┌──
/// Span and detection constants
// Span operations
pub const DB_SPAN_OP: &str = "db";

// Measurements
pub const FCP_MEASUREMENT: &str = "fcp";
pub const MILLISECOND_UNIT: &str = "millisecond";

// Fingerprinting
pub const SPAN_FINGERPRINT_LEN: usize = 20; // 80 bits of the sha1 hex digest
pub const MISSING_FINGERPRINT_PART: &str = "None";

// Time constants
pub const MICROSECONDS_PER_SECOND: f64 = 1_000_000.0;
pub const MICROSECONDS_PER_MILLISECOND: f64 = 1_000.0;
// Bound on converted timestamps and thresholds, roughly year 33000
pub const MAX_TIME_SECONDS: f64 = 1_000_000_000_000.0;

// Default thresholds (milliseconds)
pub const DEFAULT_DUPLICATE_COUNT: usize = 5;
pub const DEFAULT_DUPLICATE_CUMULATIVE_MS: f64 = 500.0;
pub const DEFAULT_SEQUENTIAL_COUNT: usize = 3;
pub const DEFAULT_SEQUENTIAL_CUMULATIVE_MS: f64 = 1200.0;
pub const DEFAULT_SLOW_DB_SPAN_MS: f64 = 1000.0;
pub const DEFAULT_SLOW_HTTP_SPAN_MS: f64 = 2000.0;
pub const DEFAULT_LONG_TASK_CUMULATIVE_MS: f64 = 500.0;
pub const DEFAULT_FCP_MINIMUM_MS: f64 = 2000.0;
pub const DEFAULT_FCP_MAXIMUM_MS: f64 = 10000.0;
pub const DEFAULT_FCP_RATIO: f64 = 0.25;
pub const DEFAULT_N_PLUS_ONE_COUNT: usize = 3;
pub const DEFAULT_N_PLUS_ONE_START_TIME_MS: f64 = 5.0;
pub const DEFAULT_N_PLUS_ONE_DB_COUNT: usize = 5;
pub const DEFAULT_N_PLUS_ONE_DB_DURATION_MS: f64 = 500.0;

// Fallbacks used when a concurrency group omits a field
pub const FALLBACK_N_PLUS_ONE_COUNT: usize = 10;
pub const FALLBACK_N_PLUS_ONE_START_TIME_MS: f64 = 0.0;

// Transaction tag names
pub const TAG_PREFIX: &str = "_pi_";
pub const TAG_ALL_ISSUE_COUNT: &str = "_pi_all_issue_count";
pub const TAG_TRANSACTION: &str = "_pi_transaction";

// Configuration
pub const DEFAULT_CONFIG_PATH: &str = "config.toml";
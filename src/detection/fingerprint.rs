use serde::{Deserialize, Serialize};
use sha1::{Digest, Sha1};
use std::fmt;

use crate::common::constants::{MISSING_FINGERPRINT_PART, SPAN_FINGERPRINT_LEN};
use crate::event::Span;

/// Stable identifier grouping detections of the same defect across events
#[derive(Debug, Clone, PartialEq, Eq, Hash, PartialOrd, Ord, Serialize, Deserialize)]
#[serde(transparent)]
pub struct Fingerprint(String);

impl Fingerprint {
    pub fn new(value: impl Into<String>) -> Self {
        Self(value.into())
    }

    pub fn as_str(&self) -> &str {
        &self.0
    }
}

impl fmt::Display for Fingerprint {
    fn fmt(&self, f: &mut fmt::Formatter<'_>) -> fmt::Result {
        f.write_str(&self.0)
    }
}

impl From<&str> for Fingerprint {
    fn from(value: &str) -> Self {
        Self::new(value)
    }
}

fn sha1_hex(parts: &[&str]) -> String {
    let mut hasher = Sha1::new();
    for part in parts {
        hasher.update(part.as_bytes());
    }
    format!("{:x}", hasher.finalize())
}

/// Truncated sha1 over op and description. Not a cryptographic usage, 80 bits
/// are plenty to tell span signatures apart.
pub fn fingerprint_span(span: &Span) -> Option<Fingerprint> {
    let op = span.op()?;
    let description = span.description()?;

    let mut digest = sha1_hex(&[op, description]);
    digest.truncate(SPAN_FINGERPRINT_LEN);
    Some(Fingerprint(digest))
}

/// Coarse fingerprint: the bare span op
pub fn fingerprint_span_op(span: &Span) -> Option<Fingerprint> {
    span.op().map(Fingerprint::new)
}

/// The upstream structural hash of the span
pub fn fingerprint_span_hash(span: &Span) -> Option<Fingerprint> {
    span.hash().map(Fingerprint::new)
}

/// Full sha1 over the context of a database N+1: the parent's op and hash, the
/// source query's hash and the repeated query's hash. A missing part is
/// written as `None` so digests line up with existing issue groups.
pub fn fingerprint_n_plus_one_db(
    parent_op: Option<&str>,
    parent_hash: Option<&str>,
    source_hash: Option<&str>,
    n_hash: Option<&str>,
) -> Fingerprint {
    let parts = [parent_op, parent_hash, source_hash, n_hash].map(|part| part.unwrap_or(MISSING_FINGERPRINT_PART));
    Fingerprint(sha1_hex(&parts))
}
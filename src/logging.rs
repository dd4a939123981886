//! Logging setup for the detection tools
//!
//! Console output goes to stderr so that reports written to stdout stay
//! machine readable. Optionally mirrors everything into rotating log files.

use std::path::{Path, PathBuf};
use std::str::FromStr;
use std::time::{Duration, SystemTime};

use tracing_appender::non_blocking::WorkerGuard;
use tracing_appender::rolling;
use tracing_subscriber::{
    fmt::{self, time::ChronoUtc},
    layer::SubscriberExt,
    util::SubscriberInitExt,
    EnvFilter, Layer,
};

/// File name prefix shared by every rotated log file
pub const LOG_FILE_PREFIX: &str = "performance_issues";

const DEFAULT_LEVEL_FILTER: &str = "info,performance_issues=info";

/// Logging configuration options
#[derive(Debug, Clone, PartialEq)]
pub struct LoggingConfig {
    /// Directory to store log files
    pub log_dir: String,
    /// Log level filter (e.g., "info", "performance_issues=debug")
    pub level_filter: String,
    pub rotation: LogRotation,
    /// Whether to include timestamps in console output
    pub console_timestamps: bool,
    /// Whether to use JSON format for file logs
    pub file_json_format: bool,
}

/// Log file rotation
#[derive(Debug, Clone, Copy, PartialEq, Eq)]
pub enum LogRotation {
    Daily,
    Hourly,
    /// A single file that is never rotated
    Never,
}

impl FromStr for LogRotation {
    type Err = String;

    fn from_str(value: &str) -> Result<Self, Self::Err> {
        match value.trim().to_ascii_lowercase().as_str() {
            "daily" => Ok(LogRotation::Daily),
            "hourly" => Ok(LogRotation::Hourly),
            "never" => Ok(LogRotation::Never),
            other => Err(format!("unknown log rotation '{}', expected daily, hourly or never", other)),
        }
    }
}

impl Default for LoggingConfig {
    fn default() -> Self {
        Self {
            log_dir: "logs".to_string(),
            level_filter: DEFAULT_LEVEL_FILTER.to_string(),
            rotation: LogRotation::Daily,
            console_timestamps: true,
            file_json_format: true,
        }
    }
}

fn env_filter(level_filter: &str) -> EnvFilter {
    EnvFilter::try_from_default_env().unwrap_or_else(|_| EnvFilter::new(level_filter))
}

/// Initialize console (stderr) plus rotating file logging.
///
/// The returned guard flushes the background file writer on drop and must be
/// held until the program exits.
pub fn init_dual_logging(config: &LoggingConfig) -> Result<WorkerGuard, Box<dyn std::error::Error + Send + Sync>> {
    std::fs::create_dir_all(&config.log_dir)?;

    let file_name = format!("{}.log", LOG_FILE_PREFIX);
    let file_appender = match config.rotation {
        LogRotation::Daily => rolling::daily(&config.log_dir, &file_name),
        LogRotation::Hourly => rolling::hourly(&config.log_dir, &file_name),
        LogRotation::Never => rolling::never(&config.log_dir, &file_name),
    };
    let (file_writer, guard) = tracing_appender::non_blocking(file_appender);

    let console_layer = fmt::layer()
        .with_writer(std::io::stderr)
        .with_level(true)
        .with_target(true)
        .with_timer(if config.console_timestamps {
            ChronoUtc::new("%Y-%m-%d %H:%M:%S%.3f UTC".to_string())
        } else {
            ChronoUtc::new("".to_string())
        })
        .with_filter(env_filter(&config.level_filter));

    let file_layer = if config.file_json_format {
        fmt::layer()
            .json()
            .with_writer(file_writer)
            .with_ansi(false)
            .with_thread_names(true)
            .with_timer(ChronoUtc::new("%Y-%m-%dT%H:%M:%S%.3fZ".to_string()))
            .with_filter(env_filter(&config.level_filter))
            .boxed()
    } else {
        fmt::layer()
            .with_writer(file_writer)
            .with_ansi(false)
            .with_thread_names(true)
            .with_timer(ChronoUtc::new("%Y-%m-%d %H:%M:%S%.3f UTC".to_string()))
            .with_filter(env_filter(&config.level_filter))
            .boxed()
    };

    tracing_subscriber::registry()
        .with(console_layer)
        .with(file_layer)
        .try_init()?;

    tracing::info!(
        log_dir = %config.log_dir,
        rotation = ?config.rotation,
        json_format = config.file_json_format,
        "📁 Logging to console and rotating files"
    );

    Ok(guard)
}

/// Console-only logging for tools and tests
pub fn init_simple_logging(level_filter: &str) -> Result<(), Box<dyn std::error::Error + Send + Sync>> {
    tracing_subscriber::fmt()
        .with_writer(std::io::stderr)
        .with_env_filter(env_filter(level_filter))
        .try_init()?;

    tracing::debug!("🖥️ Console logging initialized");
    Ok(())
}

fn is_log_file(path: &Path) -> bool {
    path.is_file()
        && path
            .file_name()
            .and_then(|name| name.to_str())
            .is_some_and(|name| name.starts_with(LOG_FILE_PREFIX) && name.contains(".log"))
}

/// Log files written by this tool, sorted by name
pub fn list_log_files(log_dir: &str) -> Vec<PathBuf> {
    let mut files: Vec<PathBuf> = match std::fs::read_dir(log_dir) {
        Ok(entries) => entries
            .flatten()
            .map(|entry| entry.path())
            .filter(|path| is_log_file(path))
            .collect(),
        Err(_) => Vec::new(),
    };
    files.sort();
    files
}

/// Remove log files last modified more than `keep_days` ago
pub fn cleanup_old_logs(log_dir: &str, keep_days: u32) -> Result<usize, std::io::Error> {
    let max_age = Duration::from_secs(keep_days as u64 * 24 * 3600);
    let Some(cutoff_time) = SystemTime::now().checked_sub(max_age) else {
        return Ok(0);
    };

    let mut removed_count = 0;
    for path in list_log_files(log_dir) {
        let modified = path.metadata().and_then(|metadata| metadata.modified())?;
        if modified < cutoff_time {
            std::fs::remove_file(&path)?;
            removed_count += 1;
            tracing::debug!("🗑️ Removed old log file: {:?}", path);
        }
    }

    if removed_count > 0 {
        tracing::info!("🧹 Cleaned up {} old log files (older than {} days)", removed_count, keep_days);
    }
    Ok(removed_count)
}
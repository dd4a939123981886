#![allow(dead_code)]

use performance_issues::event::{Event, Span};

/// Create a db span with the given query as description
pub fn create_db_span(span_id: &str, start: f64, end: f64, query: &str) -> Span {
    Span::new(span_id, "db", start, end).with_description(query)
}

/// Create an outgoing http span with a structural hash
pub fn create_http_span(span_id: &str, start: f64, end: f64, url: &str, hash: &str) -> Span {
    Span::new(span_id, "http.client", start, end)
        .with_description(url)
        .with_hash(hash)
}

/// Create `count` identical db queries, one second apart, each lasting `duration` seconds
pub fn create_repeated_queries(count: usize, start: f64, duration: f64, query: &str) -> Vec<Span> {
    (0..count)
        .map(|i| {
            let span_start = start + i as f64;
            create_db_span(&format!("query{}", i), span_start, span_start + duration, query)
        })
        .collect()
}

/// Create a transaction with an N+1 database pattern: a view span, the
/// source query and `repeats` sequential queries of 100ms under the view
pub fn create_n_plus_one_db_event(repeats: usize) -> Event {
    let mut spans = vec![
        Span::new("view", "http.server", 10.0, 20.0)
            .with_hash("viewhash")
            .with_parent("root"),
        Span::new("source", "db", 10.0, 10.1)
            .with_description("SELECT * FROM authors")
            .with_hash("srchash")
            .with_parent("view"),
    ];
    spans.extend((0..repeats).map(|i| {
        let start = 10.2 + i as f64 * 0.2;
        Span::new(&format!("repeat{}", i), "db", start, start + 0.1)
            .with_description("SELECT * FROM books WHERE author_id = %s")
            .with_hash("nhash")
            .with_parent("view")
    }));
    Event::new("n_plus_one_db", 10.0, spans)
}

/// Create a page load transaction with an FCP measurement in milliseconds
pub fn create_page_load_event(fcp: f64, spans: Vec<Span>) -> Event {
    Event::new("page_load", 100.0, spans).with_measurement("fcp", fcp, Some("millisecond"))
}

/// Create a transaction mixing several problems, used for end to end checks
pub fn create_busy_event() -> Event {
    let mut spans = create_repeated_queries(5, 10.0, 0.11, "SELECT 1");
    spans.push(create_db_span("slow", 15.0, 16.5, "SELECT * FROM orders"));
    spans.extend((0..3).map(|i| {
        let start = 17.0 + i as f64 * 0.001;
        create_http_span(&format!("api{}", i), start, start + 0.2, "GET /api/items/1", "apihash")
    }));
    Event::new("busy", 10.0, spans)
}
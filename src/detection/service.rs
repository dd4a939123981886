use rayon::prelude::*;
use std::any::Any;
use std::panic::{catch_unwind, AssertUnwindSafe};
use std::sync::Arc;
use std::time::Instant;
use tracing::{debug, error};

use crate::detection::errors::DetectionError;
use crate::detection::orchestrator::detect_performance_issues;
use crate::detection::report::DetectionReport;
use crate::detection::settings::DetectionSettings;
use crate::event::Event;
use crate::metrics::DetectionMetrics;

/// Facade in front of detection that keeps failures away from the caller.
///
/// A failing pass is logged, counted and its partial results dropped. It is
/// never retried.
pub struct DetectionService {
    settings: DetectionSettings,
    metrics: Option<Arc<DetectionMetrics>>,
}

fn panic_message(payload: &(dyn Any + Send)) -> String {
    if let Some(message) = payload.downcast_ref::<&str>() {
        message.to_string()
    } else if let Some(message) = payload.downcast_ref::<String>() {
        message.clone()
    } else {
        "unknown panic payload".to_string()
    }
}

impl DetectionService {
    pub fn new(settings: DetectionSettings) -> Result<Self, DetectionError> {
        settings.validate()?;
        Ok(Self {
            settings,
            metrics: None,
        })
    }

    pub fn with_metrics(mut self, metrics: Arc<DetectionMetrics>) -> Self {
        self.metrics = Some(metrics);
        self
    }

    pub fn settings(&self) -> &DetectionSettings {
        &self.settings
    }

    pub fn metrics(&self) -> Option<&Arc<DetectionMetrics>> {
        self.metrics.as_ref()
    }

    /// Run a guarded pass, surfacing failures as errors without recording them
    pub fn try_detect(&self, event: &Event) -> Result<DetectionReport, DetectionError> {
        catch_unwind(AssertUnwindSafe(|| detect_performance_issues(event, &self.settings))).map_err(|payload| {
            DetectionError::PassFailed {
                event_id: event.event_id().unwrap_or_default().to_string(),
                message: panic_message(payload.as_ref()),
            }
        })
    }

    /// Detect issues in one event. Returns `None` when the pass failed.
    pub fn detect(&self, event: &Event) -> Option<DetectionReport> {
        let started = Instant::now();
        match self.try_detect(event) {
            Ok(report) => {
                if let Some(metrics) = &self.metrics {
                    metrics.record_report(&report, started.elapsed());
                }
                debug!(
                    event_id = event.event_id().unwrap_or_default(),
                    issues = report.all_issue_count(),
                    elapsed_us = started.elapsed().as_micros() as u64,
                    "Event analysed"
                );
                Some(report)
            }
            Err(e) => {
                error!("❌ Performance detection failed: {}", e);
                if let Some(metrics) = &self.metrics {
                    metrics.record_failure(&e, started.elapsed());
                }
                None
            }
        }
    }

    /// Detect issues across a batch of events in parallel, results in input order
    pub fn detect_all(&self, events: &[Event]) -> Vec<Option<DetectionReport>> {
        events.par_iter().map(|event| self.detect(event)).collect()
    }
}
└──
▸ **Exercise**: If a line above includes the string "rotating", pick it out.

▸ **Response to the exercise**:
//! machine readable. Optionally mirrors everything into rotating log files.
/// Initialize console (stderr) plus rotating file logging.
        "📁 Logging to console and rotating files"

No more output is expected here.